With each color came a scent, though never that of the flowers floating down. Later, I learned to identify the real sources, always less showy than the false ones: gardenia, lady of the night (accompanying the Christmas lights), and a ginger that smelled like artificial coconuts or, in the sudden cool before a thunderstorm, suntan oil.

The gingers didn’t do well in the sugar sand, so Jim grew them on the patio in twenty-gallon plastic nursery pots. He surrounded them with smaller containers of the same sort filled with Aspidistra, grassy Liriope, and other evergreens whose leaves, so perfect they looked like plastic, lent a sense of permanence to the temporary arrangement.  Everything would become root bound, dry out, and die. Only the ephemeral impatiens lasted. Some moth pollinated them, allowing them to reseed and splash pale lavender and salmon beneath the palms.

“Those African iris of yours will need dividing,” he would say in his lazy twang.  He wet down everything with a hose-end sprayer loaded with Miracle Grow, as though this was all the work his garden—as opposed to my irises—required. But on the evening before yard waste pick up day I would catch him dragging out to the curb barrels stuffed with fronds, branches, the tendrils of all those vines. If the Florida Exotic Pest Council put an invasive species on its do-not-plant lists, Jim, as a rule, planted it. A delicate green mist of invasive old-world climbing ferns would have enveloped everything if he had not kept it in check. The work with the clippers may have helped him to feel his garden was a paradise that only needed some taming. He strengthened the illusion with fish whose orange scales and flowing fins made such a pleasing contrast with their onyx pool that I did not, at first, notice was a rubber cattle trough.

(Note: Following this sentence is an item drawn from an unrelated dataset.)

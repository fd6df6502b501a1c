pub use async_executor::AsyncExecutor;
pub use worker_pool::{DispatchOrder, PoolHandler, WorkerPool, WorkerPoolConfig};

mod async_executor;
mod worker_pool;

Algae, which thrived in our summer humidity, gave a patina to statues recently cast from concrete. He knew how to tuck them in the foliage so that they seemed to have lurked there forever. In the patio chair sat another element, Jim himself, a cigarette burning between his fingers. Recently retired, he was always there when I passed the opening in the bamboo, like physical proof his garden was a place of leisure. He underlined the point by calling out warnings of all the work I was creating for myself on my side. “Plant oranges and you’ll have to pick up the fruit when it falls,” he would say. He promised to have me over for a glass of wine, but gave me rooted cuttings and rhizomes instead, the things gardeners exchange before retreating to their respective solitudes. I never pressed.

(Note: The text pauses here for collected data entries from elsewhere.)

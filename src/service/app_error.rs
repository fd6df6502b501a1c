// Copyright 2025 jonefeewang@gmail.com
//
// Licensed under the Apache License, Version 2.0 (the "License");
// you may not use this file except in compliance with the License.
// You may obtain a copy of the License at
//
//     http://www.apache.org/licenses/LICENSE-2.0
//
// Unless required by applicable law or agreed to in writing, software
// distributed under the License is distributed on an "AS IS" BASIS,
// WITHOUT WARRANTIES OR CONDITIONS OF ANY KIND, either express or implied.
// See the License for the specific language governing permissions and
// limitations under the License.

pub type AppResult<T> = Result<T, AppError>;

#[derive(Debug, thiserror::Error)]
pub enum AppError {
    /// general errors
    #[error("illegal state: {0}")]
    IllegalStateError(String),

    #[error("malformed protocol : {0}")]
    MalformedProtocol(String),

    #[error("invalid value: {0}")]
    InvalidValue(String),

    #[error("I/O error: {0}")]
    DetailedIoError(String),

    #[error("io error: {0}")]
    IoError(#[from] std::io::Error),

    #[error("channel send error: {0}")]
    ChannelSendError(String),

    #[error("config file error: {0}")]
    ConfigFileError(#[from] config::ConfigError),

    /// transport errors
    #[error("tls error: {0}")]
    TlsError(String),

    #[error("certificate error: {0}")]
    CertificateError(String),

    #[error("host not found: {0}")]
    HostNotFound(String),

    #[error("peer {0} is banned")]
    PeerBanned(String),

    #[error("connection limit of {0} reached")]
    RegistryFull(usize),

    #[error("tracing setup error: {0}")]
    TracingError(String),
}

impl From<rustls::Error> for AppError {
    fn from(value: rustls::Error) -> Self {
        AppError::TlsError(value.to_string())
    }
}

impl From<rcgen::Error> for AppError {
    fn from(value: rcgen::Error) -> Self {
        AppError::CertificateError(value.to_string())
    }
}

impl From<tracing::subscriber::SetGlobalDefaultError> for AppError {
    fn from(value: tracing::subscriber::SetGlobalDefaultError) -> Self {
        AppError::TracingError(value.to_string())
    }
}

He seemed without care because he had so many. He had a son who would not speak to him, debts he could never pay, health problems he knew would kill him. I would not learn about most of that until after he died, when estranged family began to appear, people sent by the bank. He must have been at least as corrupt as I am, but in his paradise he was pure. He would always be there it seemed. Then he disappeared.

I had not seen him for a month and began to worry. A neighbor told me not to. Jim was gay and a drinker, he clucked. He would go to some bar, pick up a younger man, and forget everything else. “Good for Jim,” I replied, though I had never seen any young man, never seen him drink either. “At least someone is living.”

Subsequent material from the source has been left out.